Negare la dimensione esistenziale della malattia, considerarla
uno strappo da ricomporre al più presto, rende il ricovero
ospedaliero del tutto avulso dalla realtà della vita quotidiana,
indifferente ai normali bisogni del corpo e alle necessità dello
spirito. Nasce da qui l'impresa di "umanizzazione
dell'ospedale" che Marsicano ricostruisce nella Fabbrica dei
sogni (Angeli, pp.224, L.30.000, presentazione di Giorgio
Cosmacini), attraverso una formula originale che utilizza tanto la
simulazione teatrale delle situazioni quanto la discussione
saggistica, con effetti che spaziano, per i lettori, dall'impegno
concettuale al piacere della narrazione. L'intento del libro consiste
nel condividere un'esperienza complessa, collettiva, sempre
coinvolgente, spesso appassionata.

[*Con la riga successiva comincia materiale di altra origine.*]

use std::path::{Path, PathBuf};

use anyhow::Context as _;
use clap::{Parser, Subcommand, ValueEnum};
use overlayer::{
    AssemblyMode, ClipId, ClipReport, EngineConfig, LayoutPlanner, OverlayEngine, PlanStore, Size,
    clip_rng,
};

#[derive(Parser, Debug)]
#[command(name = "overlayer", version)]
struct Cli {
    #[command(subcommand)]
    cmd: Command,
}

#[derive(Subcommand, Debug)]
enum Command {
    /// Render one preview PNG per avatar clip and save the committed layout plans.
    Preview(PreviewArgs),
    /// Render the final videos from saved layout plans (requires `ffmpeg` on PATH).
    Generate(GenerateArgs),
    /// Draw one layout plan and print it as JSON, without touching any media.
    Plan(PlanArgs),
}

#[derive(Parser, Debug)]
struct PreviewArgs {
    /// Main video.
    #[arg(long)]
    main: PathBuf,

    /// Avatar (green-screen) clips; repeat the flag or pass several paths.
    #[arg(long = "avatar", required = true, num_args = 1..)]
    avatars: Vec<PathBuf>,

    /// Engine configuration JSON.
    #[arg(long)]
    config: Option<PathBuf>,

    /// Plan store to reuse and update (default: `<preview_dir>/plans.json`).
    #[arg(long)]
    plans: Option<PathBuf>,

    /// Ignore previously saved plans and draw new layouts.
    #[arg(long)]
    fresh: bool,
}

#[derive(Parser, Debug)]
struct GenerateArgs {
    /// Main video.
    #[arg(long)]
    main: PathBuf,

    /// Avatar clips, each of which must have a saved plan.
    #[arg(long = "avatar", required = true, num_args = 1..)]
    avatars: Vec<PathBuf>,

    /// Plan store written by `preview`.
    #[arg(long)]
    plans: PathBuf,

    /// Temporal assembly of main and avatar.
    #[arg(long, value_enum)]
    mode: ModeChoice,

    /// Engine configuration JSON.
    #[arg(long)]
    config: Option<PathBuf>,
}

#[derive(Parser, Debug)]
struct PlanArgs {
    /// Main video size as WxH.
    #[arg(long)]
    main_size: Size,

    /// Avatar width / height.
    #[arg(long)]
    avatar_aspect: f64,

    /// Clip name the plan is drawn for.
    #[arg(long)]
    clip: String,

    /// Batch seed (overrides the config seed).
    #[arg(long)]
    seed: Option<u64>,

    /// Engine configuration JSON.
    #[arg(long)]
    config: Option<PathBuf>,
}

#[derive(Clone, Copy, Debug, ValueEnum)]
enum ModeChoice {
    Parallel,
    Sequential,
}

impl From<ModeChoice> for AssemblyMode {
    fn from(m: ModeChoice) -> Self {
        match m {
            ModeChoice::Parallel => AssemblyMode::Parallel,
            ModeChoice::Sequential => AssemblyMode::Sequential,
        }
    }
}

fn main() -> anyhow::Result<()> {
    tracing_subscriber::fmt()
        .with_env_filter(
            tracing_subscriber::EnvFilter::try_from_default_env()
                .unwrap_or_else(|_| "overlayer=info".into()),
        )
        .with_writer(std::io::stderr)
        .init();

    let cli = Cli::parse();
    match cli.cmd {
        Command::Preview(args) => cmd_preview(args),
        Command::Generate(args) => cmd_generate(args),
        Command::Plan(args) => cmd_plan(args),
    }
}

fn load_config(path: Option<&Path>) -> anyhow::Result<EngineConfig> {
    match path {
        Some(p) => EngineConfig::from_path(p).context("load config"),
        None => Ok(EngineConfig::default()),
    }
}

fn cmd_preview(args: PreviewArgs) -> anyhow::Result<()> {
    let config = load_config(args.config.as_deref())?;
    let plans_path = args
        .plans
        .unwrap_or_else(|| config.preview_dir.join("plans.json"));
    let mut engine = OverlayEngine::new(config).context("create engine")?;

    if !args.fresh && plans_path.is_file() {
        let store = PlanStore::load(&plans_path).context("load plans")?;
        engine.load_plans(store);
    }

    let reports = engine
        .generate_previews(&args.main, &args.avatars)
        .context("generate previews")?;
    let ok = print_reports(&reports, |out| out.image_path.clone());

    engine.plans().save(&plans_path).context("save plans")?;
    eprintln!("wrote {}", plans_path.display());

    if ok == 0 {
        anyhow::bail!("no preview could be generated");
    }
    Ok(())
}

fn cmd_generate(args: GenerateArgs) -> anyhow::Result<()> {
    let config = load_config(args.config.as_deref())?;
    let engine = OverlayEngine::new(config).context("create engine")?;
    let store = PlanStore::load(&args.plans).context("load plans")?;

    let reports = engine
        .generate_from_store(&args.main, &args.avatars, &store, args.mode.into())
        .context("generate videos")?;
    let ok = print_reports(&reports, PathBuf::clone);

    if ok == 0 {
        anyhow::bail!("every clip failed");
    }
    Ok(())
}

fn cmd_plan(args: PlanArgs) -> anyhow::Result<()> {
    let config = load_config(args.config.as_deref())?;
    let planner = LayoutPlanner::new(config.layout).context("layout policy")?;
    let clip = ClipId::new(args.clip).context("clip name")?;
    let mut rng = clip_rng(args.seed.or(config.seed), &clip);
    let plan = planner
        .plan(&mut rng, args.main_size, args.avatar_aspect)
        .context("draw plan")?;
    println!(
        "{}",
        serde_json::to_string_pretty(&plan).context("serialize plan")?
    );
    Ok(())
}

/// Print one line per clip; returns the number of successes.
fn print_reports<T>(reports: &[ClipReport<T>], path_of: impl Fn(&T) -> PathBuf) -> usize {
    let mut ok = 0;
    for report in reports {
        match &report.result {
            Ok(out) => {
                ok += 1;
                eprintln!("wrote {}", path_of(out).display());
            }
            Err(e) => eprintln!("failed {}: {e}", report.avatar.display()),
        }
    }
    ok
}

Umanizzare l'ospedale richiede
infatti un duplice sforzo: destrutturare le formazioni difensive
rappresentate dagli stereotipi mentali e dai ruoli burocratici e,
simultaneamente, tentare nuovi modi di vivere il tempo e di
abitare lo spazio dell' istituzione. Il progetto comporta di
considerare il paziente non tanto un oggetto passivo di cura, un
paziente appunto, quanto un soggetto attivo nell'ambito di intensi
scambi intellettuali e affettivi.
A tal fine nulla è irrilevante. Si procede, con la consulenza di un
valido architetto, ad arredare e riorganizzare i locali. Si
ricontrattano inoltre gli orari del sonno, dei pasti, dei colloqui con
i familiari, in modo che vi sia continuità e non frattura tra prima e
dopo la malattia, tra fuori e dentro l'ospedale. Ma il ripristino
della familiarità (heimlich in senso freudiano), non basta a
rassicurare persone che la malattia pone di fronte all'angosciante
prospettiva della propria morte. Per questo occorre recuperare le
quinte che l'umanità ha da sempre costruito per schermare
l'inconcepibile: l'arte, l'introspezione, il gioco, la relazione
empatica, il distacco critico. Possono sembrare illusioni di fronte
all'urgenza delle cure mediche, ma è il modo migliore per
preservare la speranza dei malati e ridimensionare le illusioni
degli operatori, sempre a rischio di soccombere emotivamente di
fronte all'eventuale insuccesso dei loro interventi. Entrano così in
Reparto, come elementi essenziali, oggetti "impropri" come la
televisione, i libri, i giornali, il computer, il telefono; riti
consolatori come il tè delle cinque, la scelta del menù, la festa
collettiva. La riorganizzazione del microcosmo ospedaliero si
accompagna alla ridefinizione dell'identità individuale e alla
riformulazione di relazioni personali più duttili e aperte. A questa
prospettiva è dedicata la maggior parte del libro che si propone
come testo di sensibilizzazione e formazione per tutti coloro che a
vario titolo operano in ospedale.
Alla semiologia medica si affianca pertanto una "lettura"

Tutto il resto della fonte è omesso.